_Exercise description:_
One part of the entries below is wanted: the lines from the one containing "use std::time::Duration;" through the one containing "#[must_use]". Write those out exactly and nothing else.

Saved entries
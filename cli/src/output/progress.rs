//! Progress indicators using indicatif

#![allow(clippy::expect_used)] // Templates are compile-time constants

use std::time::Duration;

use indicatif::{ProgressBar, ProgressStyle};

/// Create a spinner for indeterminate progress (e.g. awaiting a reply).
///
/// # Panics
///
/// Panics if the spinner template string is invalid (it is a compile-time constant and will not panic).
#[must_use]
pub fn spinner(msg: &str) -> ProgressBar {
    let pb = ProgressBar::new_spinner();
    pb.set_style(
        ProgressStyle::default_spinner()
            .tick_strings(&["⠋", "⠙", "⠹", "⠸", "⠼", "⠴", "⠦", "⠧", "⠇", "⠏"])
            .template("  {spinner:.cyan} {msg} {elapsed:.dim}")
            .expect("valid template"),
    );
    pb.set_message(msg.to_string());
    pb.enable_steady_tick(Duration::from_millis(80));
    pb
}

/// Finish a spinner with a checkmark on the left.
pub fn finish_ok(pb: &ProgressBar, msg: &str) {
    finish_with_prefix(pb, "✓", msg);
}

/// Finish a spinner with a cross on the left.
pub fn finish_error(pb: &ProgressBar, msg: &str) {
    finish_with_prefix(pb, "✗", msg);
}

fn finish_with_prefix(pb: &ProgressBar, prefix: &'static str, msg: &str) {
    pb.set_style(
        ProgressStyle::default_spinner()
            .template("  {prefix} {msg}")
            .expect("valid template"),
    );
    pb.set_prefix(prefix);
    pb.finish_with_message(msg.to_string());
}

_Written response:_
use std::time::Duration;

use indicatif::{ProgressBar, ProgressStyle};

/// Create a spinner for indeterminate progress (e.g. awaiting a reply).
///
/// # Panics
///
/// Panics if the spinner template string is invalid (it is a compile-time constant and will not panic).
#[must_use]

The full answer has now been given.